The Boston-based athletic wear manufacturer said it would extend its licensing agreement with E-Land World until 2030, covering children's footwear and apparel lines. The decision comes as New Balance solidifies its presence in South Korea, where sales surpassed 1 trillion won (approximately $691.8 million) last year, making it the second-largest sportswear brand in the market, trailing only Nike.
The new subsidiary is scheduled to begin operations on Jan. 1, 2027. While E-Land World is expected to remain a key business partner beyond that date, the specifics of their future collaboration remain unclear.
Industry analysts suggest the arrangement could resemble that of luxury brand Thom Browne, which transitioned to direct operations while maintaining a retail management contract with Samsung C&T, its former licensee.

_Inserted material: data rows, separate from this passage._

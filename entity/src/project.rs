use chrono::NaiveDateTime;
use sea_orm::entity::prelude::*;
use serde::{Deserialize, Serialize};

#[derive(Clone, Debug, PartialEq, DeriveEntityModel, Deserialize, Serialize)]
#[sea_orm(table_name = "project")]
pub struct Model {
    #[sea_orm(primary_key)]
    pub id: i64,
    pub entity_version: i64,
    pub name: String,
    #[sea_orm(column_type = "Text")]
    pub description: String,
    pub owner: i64,
    pub created_at: NaiveDateTime,
    pub updated_at: NaiveDateTime,
}

#[derive(Copy, Clone, Debug, EnumIter, DeriveRelation)]
pub enum Relation {
    #[sea_orm(
        belongs_to = "super::user::Entity",
        from = "Column::Owner",
        to = "super::user::Column::Id"
    )]
    Owner,
}

impl ActiveModelBehavior for ActiveModel {}
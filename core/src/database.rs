/*
 * SPDX-FileCopyrightText: 2026 Wavelens GmbH <info@wavelens.io>
 *
 * SPDX-License-Identifier: AGPL-3.0-only
 */

use anyhow::{Context, Result};
use chrono::Utc;
use migration::Migrator;
use sea_orm::ActiveValue::Set;
use sea_orm::{
    ActiveModelTrait, ColumnTrait, Condition, ConnectOptions, Database, DatabaseConnection, DbErr,
    EntityTrait, QueryFilter,
};
use sea_orm_migration::prelude::*;
use std::sync::Arc;
use std::time::Duration;
use tracing::log::LevelFilter;

use super::consts::{
    BASE_ROLE_ADMIN_ID, BASE_ROLE_ADMIN_NAME, BASE_ROLE_REGISTERED_ID, BASE_ROLE_REGISTERED_NAME,
};
use super::error::{CoreError, CoreResult};
use super::permission::{full_mask, Resource};
use super::types::*;

pub async fn connect_db(cli: &Cli) -> Result<DatabaseConnection> {
    let db_url = if let Some(file) = &cli.database_url_file {
        std::fs::read_to_string(file).context("Failed to read database url from file")?
    } else if let Some(url) = &cli.database_url {
        url.clone()
    } else {
        anyhow::bail!("No database url provided")
    };

    let mut opt = ConnectOptions::new(db_url);

    if cli.log_level == "debug" {
        opt.sqlx_logging(true)
            .sqlx_logging_level(LevelFilter::Debug);
    } else {
        opt.sqlx_logging(false);
    }

    opt.max_connections(100)
        .min_connections(5)
        .connect_timeout(Duration::from_secs(8))
        .acquire_timeout(Duration::from_secs(8))
        .idle_timeout(Duration::from_secs(8))
        .max_lifetime(Duration::from_secs(8));

    let db = Database::connect(opt)
        .await
        .context("Failed to connect to database")?;
    Migrator::up(&db, None)
        .await
        .context("Failed to run database migrations")?;
    update_db(&db).await.context("Failed to update database")?;
    Ok(db)
}

/// Guarantees the built-in roles and their default grants exist. The
/// default role receives full grants on the owned resources; the admin
/// role gets every bit on every resource.
async fn update_db(db: &DatabaseConnection) -> Result<(), DbErr> {
    let now = Utc::now().naive_utc();

    let base_role_registered = ERole::find_by_id(BASE_ROLE_REGISTERED_ID).one(db).await?;

    if base_role_registered.is_none() {
        let arole = ARole {
            id: Set(BASE_ROLE_REGISTERED_ID),
            entity_version: Set(1),
            name: Set(BASE_ROLE_REGISTERED_NAME.to_string()),
            description: Set("Default role assigned to every registered user".to_string()),
            created_at: Set(now),
            updated_at: Set(now),
        };

        arole.insert(db).await?;
        tracing::info!("Created base role {}", BASE_ROLE_REGISTERED_NAME);
    }

    let base_role_admin = ERole::find_by_id(BASE_ROLE_ADMIN_ID).one(db).await?;

    if base_role_admin.is_none() {
        let arole = ARole {
            id: Set(BASE_ROLE_ADMIN_ID),
            entity_version: Set(1),
            name: Set(BASE_ROLE_ADMIN_NAME.to_string()),
            description: Set("Full access to every resource".to_string()),
            created_at: Set(now),
            updated_at: Set(now),
        };

        arole.insert(db).await?;
        tracing::info!("Created base role {}", BASE_ROLE_ADMIN_NAME);
    }

    let registered_grants = [
        Resource::Project,
        Resource::Device,
        Resource::Packet,
        Resource::PacketField,
    ];

    for resource in registered_grants {
        ensure_permission(db, BASE_ROLE_REGISTERED_ID, resource).await?;
    }

    let admin_grants = [
        Resource::Project,
        Resource::Device,
        Resource::Packet,
        Resource::PacketField,
        Resource::User,
        Resource::Role,
        Resource::Permission,
    ];

    for resource in admin_grants {
        ensure_permission(db, BASE_ROLE_ADMIN_ID, resource).await?;
    }

    Ok(())
}

async fn ensure_permission(
    db: &DatabaseConnection,
    role_id: i64,
    resource: Resource,
) -> Result<(), DbErr> {
    let existing = EPermission::find()
        .filter(
            Condition::all()
                .add(CPermission::Role.eq(role_id))
                .add(CPermission::Resource.eq(resource.name())),
        )
        .one(db)
        .await?;

    if existing.is_some() {
        return Ok(());
    }

    let now = Utc::now().naive_utc();
    let apermission = APermission {
        entity_version: Set(1),
        role: Set(role_id),
        resource: Set(resource.name().to_string()),
        action_ids: Set(full_mask(resource)),
        created_at: Set(now),
        updated_at: Set(now),
        ..Default::default()
    };

    apermission.insert(db).await?;
    Ok(())
}

/// Lookups shared by the resolver and the per-resource operations. A
/// transient id (0) never hits the database and reads as not found.
pub async fn get_user(state: Arc<ServerState>, id: i64) -> CoreResult<MUser> {
    if id <= 0 {
        return Err(CoreError::not_found(Resource::User.name()));
    }

    EUser::find_by_id(id)
        .one(&state.db)
        .await?
        .ok_or_else(|| CoreError::not_found(Resource::User.name()))
}

pub async fn get_role(state: Arc<ServerState>, id: i64) -> CoreResult<MRole> {
    if id <= 0 {
        return Err(CoreError::not_found(Resource::Role.name()));
    }

    ERole::find_by_id(id)
        .one(&state.db)
        .await?
        .ok_or_else(|| CoreError::not_found(Resource::Role.name()))
}

pub async fn get_project(state: Arc<ServerState>, id: i64) -> CoreResult<MProject> {
    if id <= 0 {
        return Err(CoreError::not_found(Resource::Project.name()));
    }

    EProject::find_by_id(id)
        .one(&state.db)
        .await?
        .ok_or_else(|| CoreError::not_found(Resource::Project.name()))
}

pub async fn get_device(state: Arc<ServerState>, id: i64) -> CoreResult<MDevice> {
    if id <= 0 {
        return Err(CoreError::not_found(Resource::Device.name()));
    }

    EDevice::find_by_id(id)
        .one(&state.db)
        .await?
        .ok_or_else(|| CoreError::not_found(Resource::Device.name()))
}

pub async fn get_packet(state: Arc<ServerState>, id: i64) -> CoreResult<MPacket> {
    if id <= 0 {
        return Err(CoreError::not_found(Resource::Packet.name()));
    }

    EPacket::find_by_id(id)
        .one(&state.db)
        .await?
        .ok_or_else(|| CoreError::not_found(Resource::Packet.name()))
}

pub async fn get_packet_field(state: Arc<ServerState>, id: i64) -> CoreResult<MPacketField> {
    if id <= 0 {
        return Err(CoreError::not_found(Resource::PacketField.name()));
    }

    EPacketField::find_by_id(id)
        .one(&state.db)
        .await?
        .ok_or_else(|| CoreError::not_found(Resource::PacketField.name()))
}
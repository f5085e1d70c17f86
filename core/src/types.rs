/*
 * SPDX-FileCopyrightText: 2026 Wavelens GmbH <info@wavelens.io>
 *
 * SPDX-License-Identifier: AGPL-3.0-only
 */

use clap::Parser;
use entity::packet::{PacketFormat, PacketSerialization, PacketType, TrafficPlan};
use entity::packet_field::{FieldMultiplicity, FieldType};
use entity::*;
use sea_orm::DatabaseConnection;
use serde::{Deserialize, Serialize};

#[derive(Parser, Debug)]
#[command(name = "Meridian", display_name = "Meridian", bin_name = "meridian-server", author = "Wavelens", version, about, long_about = None)]
pub struct Cli {
    #[arg(long, env = "MERIDIAN_LOG_LEVEL", default_value = "info")]
    pub log_level: String,
    #[arg(long, env = "MERIDIAN_DATABASE_URL")]
    pub database_url: Option<String>,
    #[arg(long, env = "MERIDIAN_DATABASE_URL_FILE")]
    pub database_url_file: Option<String>,
    #[arg(long, env = "MERIDIAN_DENY_PATTERNS")]
    pub deny_patterns: Option<String>,
    #[arg(long, env = "MERIDIAN_DISABLE_REGISTRATION", default_value = "false")]
    pub disable_registration: bool,
}

#[derive(Debug)]
pub struct ServerState {
    pub db: DatabaseConnection,
    pub cli: Cli,
}

/// Draft of a project as submitted for save/update. Unset fields are the
/// "null" inputs the validation pipeline reports on.
#[derive(Serialize, Deserialize, Debug, Clone, Default)]
pub struct ProjectData {
    pub name: Option<String>,
    pub description: Option<String>,
}

#[derive(Serialize, Deserialize, Debug, Clone, Default)]
pub struct DeviceData {
    pub project: Option<i64>,
    pub device_name: Option<String>,
    pub brand: Option<String>,
    pub model: Option<String>,
    pub firmware_version: Option<String>,
    pub software_version: Option<String>,
    pub description: Option<String>,
}

#[derive(Serialize, Deserialize, Debug, Clone, Default)]
pub struct PacketData {
    pub device: Option<i64>,
    pub name: Option<String>,
    pub packet_type: Option<PacketType>,
    pub format: Option<PacketFormat>,
    pub serialization: Option<PacketSerialization>,
    pub version: Option<String>,
    pub traffic_plan: Option<TrafficPlan>,
    pub timestamp_field: Option<String>,
    pub timestamp_format: Option<String>,
    pub unix_timestamp: Option<bool>,
}

#[derive(Serialize, Deserialize, Debug, Clone, Default)]
pub struct PacketFieldData {
    pub packet: Option<i64>,
    pub name: Option<String>,
    pub description: Option<String>,
    pub field_type: Option<FieldType>,
    pub multiplicity: Option<FieldMultiplicity>,
    pub unit: Option<String>,
    pub value: Option<String>,
}

#[derive(Serialize, Deserialize, Debug, Clone, Default)]
pub struct UserData {
    pub username: Option<String>,
    pub admin: bool,
}

#[derive(Serialize, Deserialize, Debug, Clone, Default)]
pub struct RoleData {
    pub name: Option<String>,
    pub description: Option<String>,
}

pub type EDevice = device::Entity;
pub type EPacket = packet::Entity;
pub type EPacketField = packet_field::Entity;
pub type EPermission = permission::Entity;
pub type EProject = project::Entity;
pub type ERole = role::Entity;
pub type EUser = user::Entity;
pub type EUserRole = user_role::Entity;

pub type MDevice = device::Model;
pub type MPacket = packet::Model;
pub type MPacketField = packet_field::Model;
pub type MPermission = permission::Model;
pub type MProject = project::Model;
pub type MRole = role::Model;
pub type MUser = user::Model;
pub type MUserRole = user_role::Model;

pub type ADevice = device::ActiveModel;
pub type APacket = packet::ActiveModel;
pub type APacketField = packet_field::ActiveModel;
pub type APermission = permission::ActiveModel;
pub type AProject = project::ActiveModel;
pub type ARole = role::ActiveModel;
pub type AUser = user::ActiveModel;
pub type AUserRole = user_role::ActiveModel;

pub type CDevice = device::Column;
pub type CPacket = packet::Column;
pub type CPacketField = packet_field::Column;
pub type CPermission = permission::Column;
pub type CProject = project::Column;
pub type CRole = role::Column;
pub type CUser = user::Column;
pub type CUserRole = user_role::Column;
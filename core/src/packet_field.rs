/*
 * SPDX-FileCopyrightText: 2026 Wavelens GmbH <info@wavelens.io>
 *
 * SPDX-License-Identifier: AGPL-3.0-only
 */

use chrono::Utc;
use entity::packet_field::{FieldMultiplicity, FieldType};
use sea_orm::ActiveValue::Set;
use sea_orm::{
    ActiveModelTrait, ColumnTrait, Condition, EntityTrait, IntoActiveModel, PaginatorTrait,
    QueryFilter, QueryOrder, QuerySelect,
};
use std::sync::Arc;

use super::authorization::{authorize, authorize_reference, require_owner};
use super::database::get_packet_field;
use super::error::{CoreError, CoreResult};
use super::lifecycle::delete_packet_field_row;
use super::ownership::EntityRef;
use super::pagination::{window, Page, PageRequest};
use super::permission::{Action, Resource};
use super::types::*;
use super::validate::{validate_packet_field, DenyPatterns};

/// Field names are unique inside their packet; a collision names both key
/// fields.
pub async fn check_duplicate_packet_field(
    state: Arc<ServerState>,
    name: &str,
    packet_id: i64,
    exclude: Option<i64>,
) -> CoreResult<()> {
    let mut condition = Condition::all()
        .add(CPacketField::Name.eq(name))
        .add(CPacketField::Packet.eq(packet_id));

    if let Some(id) = exclude {
        condition = condition.add(CPacketField::Id.ne(id));
    }

    let existing = EPacketField::find().filter(condition).one(&state.db).await?;

    if existing.is_some() {
        return Err(CoreError::Duplicate(vec![
            "name".to_string(),
            "packet".to_string(),
        ]));
    }

    Ok(())
}

fn packet_ref(data: &PacketFieldData) -> CoreResult<i64> {
    match data.packet {
        Some(id) if id > 0 => Ok(id),
        _ => Err(CoreError::not_found(Resource::Packet.name())),
    }
}

pub async fn save_packet_field(
    state: Arc<ServerState>,
    user: &MUser,
    data: PacketFieldData,
) -> CoreResult<MPacketField> {
    authorize(
        Arc::clone(&state),
        user,
        Resource::PacketField,
        Action::Save,
        None,
    )
    .await?;

    let packet_id = packet_ref(&data)?;

    let patterns = DenyPatterns::from_cli(&state.cli);
    let violations = validate_packet_field(&data, &patterns);
    if !violations.is_empty() {
        return Err(CoreError::Validation(violations));
    }

    authorize_reference(Arc::clone(&state), user, EntityRef::Packet(packet_id)).await?;

    let name = data.name.unwrap_or_default();
    check_duplicate_packet_field(Arc::clone(&state), &name, packet_id, None).await?;

    let now = Utc::now().naive_utc();
    let afield = APacketField {
        entity_version: Set(1),
        packet: Set(packet_id),
        name: Set(name),
        description: Set(data.description),
        field_type: Set(data.field_type.unwrap_or(FieldType::Object)),
        multiplicity: Set(data.multiplicity.unwrap_or(FieldMultiplicity::Single)),
        unit: Set(data.unit),
        value: Set(data.value),
        created_at: Set(now),
        updated_at: Set(now),
        ..Default::default()
    };

    let field = afield.insert(&state.db).await?;

    tracing::info!("Created field {} on packet {}", field.id, packet_id);

    Ok(field)
}

pub async fn update_packet_field(
    state: Arc<ServerState>,
    user: &MUser,
    field_id: i64,
    data: PacketFieldData,
) -> CoreResult<MPacketField> {
    authorize(
        Arc::clone(&state),
        user,
        Resource::PacketField,
        Action::Update,
        None,
    )
    .await?;

    let packet_id = packet_ref(&data)?;

    let patterns = DenyPatterns::from_cli(&state.cli);
    let violations = validate_packet_field(&data, &patterns);
    if !violations.is_empty() {
        return Err(CoreError::Validation(violations));
    }

    require_owner(Arc::clone(&state), user, EntityRef::PacketField(field_id)).await?;
    authorize_reference(Arc::clone(&state), user, EntityRef::Packet(packet_id)).await?;

    let field = get_packet_field(Arc::clone(&state), field_id).await?;

    let name = data.name.unwrap_or_default();
    check_duplicate_packet_field(Arc::clone(&state), &name, packet_id, Some(field_id)).await?;

    let mut afield = field.clone().into_active_model();
    afield.packet = Set(packet_id);
    afield.name = Set(name);
    afield.description = Set(data.description);
    afield.field_type = Set(data.field_type.unwrap_or(field.field_type));
    afield.multiplicity = Set(data.multiplicity.unwrap_or(field.multiplicity));
    afield.unit = Set(data.unit);
    afield.value = Set(data.value);
    afield.entity_version = Set(field.entity_version + 1);
    afield.updated_at = Set(Utc::now().naive_utc());

    Ok(afield.update(&state.db).await?)
}

pub async fn find_packet_field(
    state: Arc<ServerState>,
    user: &MUser,
    field_id: i64,
) -> CoreResult<MPacketField> {
    authorize(
        Arc::clone(&state),
        user,
        Resource::PacketField,
        Action::Find,
        Some(EntityRef::PacketField(field_id)),
    )
    .await?;

    get_packet_field(state, field_id).await
}

pub async fn find_fields_by_packet(
    state: Arc<ServerState>,
    user: &MUser,
    packet_id: i64,
    request: PageRequest,
) -> CoreResult<Page<MPacketField>> {
    authorize(
        Arc::clone(&state),
        user,
        Resource::PacketField,
        Action::FindAll,
        Some(EntityRef::Packet(packet_id)),
    )
    .await?;

    let query = EPacketField::find().filter(CPacketField::Packet.eq(packet_id));

    let total = query.clone().count(&state.db).await?;
    let window = window(request, total);

    let results = query
        .order_by_asc(CPacketField::Id)
        .offset(window.offset)
        .limit(window.delta)
        .all(&state.db)
        .await?;

    Ok(window.finish(results))
}

pub async fn delete_packet_field(
    state: Arc<ServerState>,
    user: &MUser,
    field_id: i64,
) -> CoreResult<()> {
    authorize(
        Arc::clone(&state),
        user,
        Resource::PacketField,
        Action::Remove,
        Some(EntityRef::PacketField(field_id)),
    )
    .await?;

    delete_packet_field_row(state, field_id).await
}
/*
 * SPDX-FileCopyrightText: 2026 Wavelens GmbH <info@wavelens.io>
 *
 * SPDX-License-Identifier: AGPL-3.0-only
 */

use sea_orm_migration::prelude::*;

#[derive(DeriveMigrationName)]
pub struct Migration;

#[async_trait::async_trait]
impl MigrationTrait for Migration {
    async fn up(&self, manager: &SchemaManager) -> Result<(), DbErr> {
        manager
            .create_table(
                Table::create()
                    .table(UserRole::Table)
                    .if_not_exists()
                    .col(
                        ColumnDef::new(UserRole::Id)
                            .big_integer()
                            .not_null()
                            .auto_increment()
                            .primary_key(),
                    )
                    .col(ColumnDef::new(UserRole::User).big_integer().not_null())
                    .col(ColumnDef::new(UserRole::Role).big_integer().not_null())
                    .foreign_key(
                        ForeignKey::create()
                            .name("fk-user_role-user")
                            .from(UserRole::Table, UserRole::User)
                            .to(User::Table, User::Id)
                            .on_delete(ForeignKeyAction::Cascade),
                    )
                    .foreign_key(
                        ForeignKey::create()
                            .name("fk-user_role-role")
                            .from(UserRole::Table, UserRole::Role)
                            .to(Role::Table, Role::Id)
                            .on_delete(ForeignKeyAction::Cascade),
                    )
                    .to_owned(),
            )
            .await
    }

    async fn down(&self, manager: &SchemaManager) -> Result<(), DbErr> {
        manager
            .drop_table(Table::drop().table(UserRole::Table).to_owned())
            .await
    }
}

#[derive(DeriveIden)]
enum UserRole {
    Table,
    Id,
    User,
    Role,
}

#[derive(DeriveIden)]
enum User {
    Table,
    Id,
}

#[derive(DeriveIden)]
enum Role {
    Table,
    Id,
}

However, shifting to direct operations in South Korea has posed challenges for some global brands.
Puma, for instance, struggled after ending its 13-year licensing agreement with E-Land Group in 2008, with sales plunging nearly 50 percent from 200 billion won.
“New Balance is eager to establish a direct presence in the Korean market, but severing ties with E-Land Group, which has successfully managed the brand for years, would be a delicate matter,” said an industry insider familiar with the negotiations.
An E-Land Group official said that while details regarding the subsidiary remain undecided, dealer relationships will play a crucial role in determining future contract terms.